Non basterebbero pagine intere per descrivere l’emozione che trapela dal racconto di questa mamma, scopertasi tale senza averlo mai programmato.
“L’idea di diventare genitori non era nei nostri progetti. Nel 2008, come volontaria venni a contatto con un’associazione onlus che ci chiese di trasportare gratuitamente dei bambini ammalati, provenienti dalla zona di Chernobyl, a fare delle visite all’ospedale di Rimini. Essendo estate, e non potendo partecipare a questa attività per l’impegno in albergo, pensai di rendermi utile offrendo la disponibilità ad ospitare due di questi bambini provenienti dagli «internat», gli orfanotrofi bielorussi. Uno di loro era Yuri. Capelli d’oro, occhi azzurri, 7 anni, impaurito, abbandonato, viveva in un istituto dove il più forte sopravvive, dove non ti puoi permettere di piangere perché nessuno asciuga le tue lacrime. Difficile non innamorarsi. Sconosciuta e inimmaginabile la magia che un bambino trasmette. Lontanissima, comunque, l’idea che un giorno avremmo lottato per tenerlo sempre con noi”.
Dopo pochi mesi dalla partenza del primo soggiorno italiano, la maestra dell’istituto avvisa Marinella e Cesare che la mamma di Yuri era morta (il papà è scomparso quando Yuri aveva 11 anni).
“Sono riuscita ad avere due lettere che questa mamma aveva scritto al suo bambino: una ragazza dolcissima, che lo amava tantissimo. Io a questa mamma ho fatto una promessa: lo crescerò e lo proteggerò con lo stesso amore. Fu lui a chiederlo, una notte prima di dormire: «mamma perché non mi tieni sempre con te, che io sono solo?». Aveva 8 anni. Di lì è iniziato l’iter per poterlo adottare”.

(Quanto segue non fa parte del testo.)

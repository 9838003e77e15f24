//! Error types
//!
//! Only level-load failures reach the shell. Commands that target an entity
//! destroyed since they were issued produce [`StaleEntity`], which the command
//! drain logs and drops.

use crate::sim::EntityId;

/// Errors surfaced to the shell when a level cannot be built
#[derive(thiserror::Error, Debug)]
pub enum GameError {
    /// A theme is missing a sprite set the level needs
    #[error("theme '{theme}' has no {set} sprites")]
    MissingSprites { theme: String, set: &'static str },

    /// A probability knob outside [0, 1]
    #[error("probability '{name}' must be within [0, 1], got {value}")]
    InvalidProbability { name: &'static str, value: f32 },

    /// A star threshold of zero would complete the level before it starts
    #[error("star threshold '{name}' must be at least 1")]
    InvalidThreshold { name: &'static str },

    /// Theme config parse error
    #[error("theme config parse error: {0}")]
    Parse(#[from] serde_json::Error),

    /// IO error
    #[error("IO error: {0}")]
    Io(#[from] std::io::Error),
}

/// A command or timer referred to an entity that no longer exists
#[derive(thiserror::Error, Debug, Clone, Copy, PartialEq, Eq)]
#[error("entity {0:?} is no longer alive")]
pub struct StaleEntity(pub EntityId);
//! Level themes and their tuning
//!
//! Every asset name and behaviour knob a level needs is carried in a
//! [`ThemeParams`] value handed to the world at construction. Nothing here is
//! process-wide mutable state; two worlds built from different themes never
//! observe each other's sprites or sounds.

use std::path::Path;

use glam::Vec2;
use serde::{Deserialize, Serialize};

use crate::error::GameError;
use crate::sim::{PatrolConfig, PatrolMode};

/// Level themes, in play order
#[derive(Debug, Clone, Copy, PartialEq, Eq, Serialize, Deserialize, Default)]
pub enum Theme {
    #[default]
    Factory,
    Ice,
    Fire,
}

impl Theme {
    pub fn as_str(&self) -> &'static str {
        match self {
            Theme::Factory => "Factory",
            Theme::Ice => "Ice",
            Theme::Fire => "Fire",
        }
    }

    pub fn from_str(s: &str) -> Option<Self> {
        match s.to_lowercase().as_str() {
            "factory" | "1" => Some(Theme::Factory),
            "ice" | "2" => Some(Theme::Ice),
            "fire" | "3" => Some(Theme::Fire),
            _ => None,
        }
    }

    /// The level that follows this one (None after the last level)
    pub fn next(&self) -> Option<Self> {
        match self {
            Theme::Factory => Some(Theme::Ice),
            Theme::Ice => Some(Theme::Fire),
            Theme::Fire => None,
        }
    }
}

/// Probability gates used by terrain and collectible generation
#[derive(Debug, Clone, Serialize, Deserialize)]
#[serde(default)]
pub struct GenerationParams {
    /// Chance a new platform oscillates horizontally
    pub moving_platform: f32,
    /// Chance a stationary enemy is placed on a new platform
    pub enemy: f32,
    /// Chance a star spawns when the altitude gate is crossed
    pub star: f32,
    /// Chance a platform gets a frictional decoration
    pub decoration: f32,
    /// Chance a static hazard is placed beside a platform
    pub static_hazard: f32,
}

impl Default for GenerationParams {
    fn default() -> Self {
        Self {
            moving_platform: 0.3,
            enemy: 0.2,
            star: 0.9,
            decoration: 0.0,
            static_hazard: 0.0,
        }
    }
}

/// Star counts at which the level changes pace
#[derive(Debug, Clone, Copy, PartialEq, Eq, Serialize, Deserialize)]
#[serde(default)]
pub struct Thresholds {
    /// Falling hazards start once this many stars are collected
    pub hazards_at: u32,
    /// The shell is told the level is complete at this many stars
    pub level_complete_at: u32,
}

impl Default for Thresholds {
    fn default() -> Self {
        Self {
            hazards_at: 1,
            level_complete_at: 5,
        }
    }
}

/// Falling hazard look and cadence for a level
#[derive(Debug, Clone, Serialize, Deserialize)]
pub struct FallingHazardTheme {
    /// One is picked at random per spawn
    pub sprites: Vec<String>,
    /// Played when the hazard shatters
    pub sound: String,
    /// Steps between spawns once enabled
    pub interval_steps: u32,
}

/// When a level's patrol enemy first appears
#[derive(Debug, Clone, Copy, PartialEq, Eq, Serialize, Deserialize)]
pub enum PatrolTrigger {
    /// As soon as the world is created
    OnLoad,
    /// Once the player holds this many stars
    StarsCollected(u32),
}

/// Patrol enemy wiring for a level
#[derive(Debug, Clone, Serialize, Deserialize)]
pub struct PatrolSpawnRule {
    pub trigger: PatrolTrigger,
    /// Spawn point relative to the player at trigger time
    pub spawn_offset: Vec2,
    pub config: PatrolConfig,
}

/// Complete per-level configuration
#[derive(Debug, Clone, Serialize, Deserialize)]
pub struct ThemeParams {
    pub theme: Theme,

    // === Terrain ===
    pub background: String,
    pub platform_sprite: String,
    pub ground_sprite: String,
    /// Base friction of generated platforms
    pub platform_friction: f32,
    /// Overlay drawn on decorated platforms
    #[serde(default)]
    pub decoration_sprite: Option<String>,
    #[serde(default)]
    pub static_hazard_sprite: Option<String>,

    // === Enemies ===
    /// Stationary enemy animation frames
    pub enemy_sprites: Vec<String>,
    pub projectile_sprite: String,
    #[serde(default)]
    pub patrol: Option<PatrolSpawnRule>,

    // === Hazards ===
    #[serde(default)]
    pub falling_hazards: Option<FallingHazardTheme>,

    // === Pacing ===
    #[serde(default)]
    pub generation: GenerationParams,
    #[serde(default)]
    pub thresholds: Thresholds,
    /// Retire platforms and static hazards this far below the player
    #[serde(default)]
    pub prune_below: Option<f32>,
}

fn frames(prefix: &str, count: usize) -> Vec<String> {
    (1..=count).map(|i| format!("data/{prefix}{i}.png")).collect()
}

impl ThemeParams {
    /// Built-in parameters for a level
    pub fn preset(theme: Theme) -> Self {
        match theme {
            Theme::Factory => Self {
                theme,
                background: "data/background.png".into(),
                platform_sprite: "data/platform.png".into(),
                ground_sprite: "data/ground.png".into(),
                platform_friction: 0.2,
                decoration_sprite: None,
                static_hazard_sprite: None,
                enemy_sprites: frames("enemy", 4),
                projectile_sprite: "data/shot.png".into(),
                patrol: None,
                falling_hazards: None,
                generation: GenerationParams::default(),
                thresholds: Thresholds::default(),
                prune_below: None,
            },
            Theme::Ice => Self {
                theme,
                background: "data/background-2.png".into(),
                platform_sprite: "data/ice_platform.png".into(),
                ground_sprite: "data/ice_platform.png".into(),
                platform_friction: 0.05,
                decoration_sprite: Some("data/snow_overlay.png".into()),
                static_hazard_sprite: Some("data/obstacle.png".into()),
                enemy_sprites: frames("ice_enemy", 4),
                projectile_sprite: "data/ice_shot.png".into(),
                patrol: Some(PatrolSpawnRule {
                    trigger: PatrolTrigger::StarsCollected(3),
                    spawn_offset: Vec2::new(0.0, 5.0),
                    config: PatrolConfig {
                        left: -6.0,
                        right: 6.0,
                        walk_left_sprites: frames("ice_left", 5),
                        walk_right_sprites: frames("ice_right", 5),
                        frame_delay_ms: 200.0,
                        mode: PatrolMode::PatrolOnly,
                    },
                }),
                falling_hazards: Some(FallingHazardTheme {
                    sprites: frames("spike", 3),
                    sound: "data/spikeShatter.wav".into(),
                    interval_steps: 200,
                }),
                generation: GenerationParams {
                    decoration: 0.4,
                    static_hazard: 0.15,
                    ..Default::default()
                },
                thresholds: Thresholds::default(),
                prune_below: None,
            },
            Theme::Fire => Self {
                theme,
                background: "data/background3.png".into(),
                platform_sprite: "data/fire_platform.png".into(),
                ground_sprite: "data/fire_platform.png".into(),
                platform_friction: 0.2,
                decoration_sprite: None,
                static_hazard_sprite: None,
                enemy_sprites: frames("fire_enemy", 4),
                projectile_sprite: "data/fireball_small.png".into(),
                patrol: Some(PatrolSpawnRule {
                    trigger: PatrolTrigger::OnLoad,
                    spawn_offset: Vec2::new(0.0, 50.0),
                    config: PatrolConfig {
                        left: -10.0,
                        right: 10.0,
                        walk_left_sprites: frames("fire_left", 1),
                        walk_right_sprites: frames("fire_right", 1),
                        frame_delay_ms: 150.0,
                        mode: PatrolMode::ChasePlayer,
                    },
                }),
                falling_hazards: Some(FallingHazardTheme {
                    sprites: vec!["data/fireball.png".into()],
                    sound: "data/fireSound.wav".into(),
                    interval_steps: 180,
                }),
                generation: GenerationParams::default(),
                thresholds: Thresholds::default(),
                prune_below: None,
            },
        }
    }

    /// Parse a theme from JSON and validate it
    pub fn from_json(json: &str) -> Result<Self, GameError> {
        let params: Self = serde_json::from_str(json)?;
        params.validate()?;
        Ok(params)
    }

    /// Load a theme from a JSON file
    pub fn from_file(path: impl AsRef<Path>) -> Result<Self, GameError> {
        let json = std::fs::read_to_string(path)?;
        Self::from_json(&json)
    }

    pub fn to_json(&self) -> Result<String, GameError> {
        Ok(serde_json::to_string_pretty(self)?)
    }

    /// Check the theme can build a level. Failures are fatal at load time.
    pub fn validate(&self) -> Result<(), GameError> {
        let missing = |set: &'static str| GameError::MissingSprites {
            theme: self.theme.as_str().to_string(),
            set,
        };

        if self.enemy_sprites.is_empty() {
            return Err(missing("enemy"));
        }
        if self
            .falling_hazards
            .as_ref()
            .is_some_and(|hazards| hazards.sprites.is_empty())
        {
            return Err(missing("falling hazard"));
        }
        if let Some(rule) = &self.patrol {
            if rule.config.walk_left_sprites.is_empty() {
                return Err(missing("patrol walk-left"));
            }
            if rule.config.walk_right_sprites.is_empty() {
                return Err(missing("patrol walk-right"));
            }
        }
        if self.generation.decoration > 0.0 && self.decoration_sprite.is_none() {
            return Err(missing("decoration"));
        }
        if self.generation.static_hazard > 0.0 && self.static_hazard_sprite.is_none() {
            return Err(missing("static hazard"));
        }

        let gen_params = &self.generation;
        for (name, value) in [
            ("moving_platform", gen_params.moving_platform),
            ("enemy", gen_params.enemy),
            ("star", gen_params.star),
            ("decoration", gen_params.decoration),
            ("static_hazard", gen_params.static_hazard),
        ] {
            if !(0.0..=1.0).contains(&value) {
                return Err(GameError::InvalidProbability { name, value });
            }
        }

        if self.thresholds.hazards_at == 0 {
            return Err(GameError::InvalidThreshold { name: "hazards_at" });
        }
        if self.thresholds.level_complete_at == 0 {
            return Err(GameError::InvalidThreshold {
                name: "level_complete_at",
            });
        }
        Ok(())
    }
}

impl Default for ThemeParams {
    fn default() -> Self {
        Self::preset(Theme::Factory)
    }
}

Oggi Yuri è ben integrato, socievole con tutti, molto esuberante, gioioso, amante della libertà che non ha mai avuto.
“La nostra difficoltà è confrontarsi ora con la sua adolescenza. Dietro ogni bambino che ha vissuto in un «internat» c’è una storia di sofferenza, di carezze e baci negati. Dieci anni vissuti senza sogni. Bambini che non hanno mai avuto niente e che non chiedono niente, bambini già adulti da una parte e piccolissimi e fragili dall’altra. Un mondo per noi sconosciuto, dove c’è tanto lavoro, dove ogni giorno dobbiamo ricominciare. Smussiamo gli angoli e li ricostruiamo in nome della famiglia, quel bellissimo dono che Dio ha voluto per noi. Un genitore che ha un figlio suo fin da piccolo lo cresce e scrive su di un libro in bianco. Noi ci siamo trovati con pagine già scritte, dove non ci sono colori, ma solo bianco o nero. Difficile spiegare ciò che hanno passato questi bambini! La nostra vita è molto cambiata, ma se ci giriamo indietro vediamo una piccola stradina che profuma di amore. Spesso mi fermo a guardare quel ragazzo di un metro e ottanta che ora è mio figlio e mi commuovo davanti a tanta bellezza. E ringrazio la sua bella mamma che me lo ha donato. Ma soprattutto ringrazio Dio per questa meravigliosa avventura”.